Despite the outstanding capabilities of exploring the potential of IoT devices and enormous growth in the market, VR and AR technologies face several challenges affecting their adaptation in several IoT applications. Some key challenges include the lack of hardware and regulations/documentation on its usage and suitability in different applications, the unavailability of creative content for novel applications, public skepticism, and risks associated with physical safety [15]. More importantly, the cost associated with VR and AR hardware and software components is one of the main hurdles in its widespread adaptation.
There are several factors, such as the type of VR environment, instructional design and programming, type of content, and VR headsets, contributing to the overall cost of AR and VR solutions. The overall cost of the solutions could be reduced by making appropriate choices in the selection of different components. For instance, several types of VR headsets are available in the market, providing a wide range of prices. Similarly, the choice of off-the-shelf or custom content also has a direct impact on the cost of VR and AR solutions.
The scope of the study revolves around the combination of cost-effective XR and synergistic AIoT technologies. Cost-effective XR entails the utilization of XR technologies in a manner that is efficient and economical. It involves deploying XR solutions that offer high value and immersive experiences without incurring excessive costs, making these technologies more accessible and feasible for various IoT applications. Synergistic AIoT is about the integration of AI and IoT as powerful technologies to create a collaborative and mutually reinforcing environment. AIoT leverages AI’s capabilities in analyzing and interpreting IoT-generated data to enhance decision-making, efficiency, and automation.
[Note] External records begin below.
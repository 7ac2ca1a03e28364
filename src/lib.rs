//! mechclock - an analog, digital and date clock with persisted display settings.
//!
//! - Hand angles and the SVG clock face derived from a time sample
//! - A once-per-second wall-clock sampler with structured teardown
//! - Settings stored as JSON in a key-value storage, merged over defaults
//! - CLI interface for viewing the clock and editing settings
//!
//! # Quick Start
//!
//! ```rust,no_run
//! use std::sync::Arc;
//!
//! use mechclock::{
//!     face::HandAngles,
//!     services::{SystemClock, TimeData, TimeSource},
//!     settings::{DisplayKind, MemoryStorage, SettingsStore},
//! };
//!
//! let store = SettingsStore::open(Arc::new(MemoryStorage::new()));
//! store.update(|s| s.with_toggled(DisplayKind::Digital));
//!
//! let time = TimeData::from(SystemClock.now());
//! let angles = HandAngles::from_time(&time);
//! println!("hour hand at {}°", angles.hour);
//! ```

/// Application paths and log level.
pub mod config;

/// Core error types and result aliases.
pub mod core;

/// Persisted display settings.
pub mod settings;

/// Hand angles, dial layout, SVG face and text readouts.
pub mod face;

/// Command-line interface for the clock and its settings.
pub mod cli;

/// Reactive services, including the clock sampler.
pub mod services;

/// Logging setup.
pub mod tracing_config;

/// Re-exported core types for convenience.
pub use crate::core::{ClockError, Result};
This synergy results in an ecosystem where IoT devices gather data, and AI algorithms process and interpret it, leading to more informed actions and better outcomes in relation to IoT applications.
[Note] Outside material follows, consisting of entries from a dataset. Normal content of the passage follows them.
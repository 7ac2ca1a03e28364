//! Command-line interface for the clock and its settings.
//!
//! Commands are organized by category (`settings`, `clock`) in a
//! registry that also generates the help text from their metadata.

mod commands;
pub mod formatting;
mod registry;
mod service;
mod types;

#[cfg(test)]
mod tests;

pub use registry::CommandRegistry;
pub use service::CliService;
pub use types::{ArgType, CliError, Command, CommandArg, CommandMetadata, CommandResult};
2. Potential of the Metaverse and Artificial Intelligence for the Internet of City Things

2.1. IoT, IoCT, and the Metaverse

In the dynamic landscape of technological advancement, two related concepts have risen to prominence, each wielding the power to reshape our digital realm: the IoT and the IoCT. These interconnected frameworks have ushered in a new era of connectivity and intelligence, revolutionizing how we interact with both our physical surroundings and the virtual world. While IoT has initiated a transformative shift by interlinking devices and enabling data exchange, IoCT, with its focus on urban environments, holds the potential to fundamentally enhance how we experience and manage cities using IoT. According to the Annual Internet Report (2018–2023), Cisco [16] states that machine-to-machine connections will reach 14.7 billion by 2023. IoT Analytics [17] predicts a leap to up to 27 billion IoT-connected devices globally by 2025. This expansion is increasingly spanning almost all urban and industrial spheres through a variety of applications. The distinction between IoT and IoCT lies at the heart of their impact, influencing applications across various domains. Moreover, as the digital horizon extends to encompass the Metaverse, these two concepts take on renewed significance in shaping immersive experiences that bridge the tangible and the virtual within urban landscapes [1]. To fully grasp their implications and potential, it is essential to explore their definitions, commonalities, differences, and their intricate relationship with the emerging concept of the Metaverse.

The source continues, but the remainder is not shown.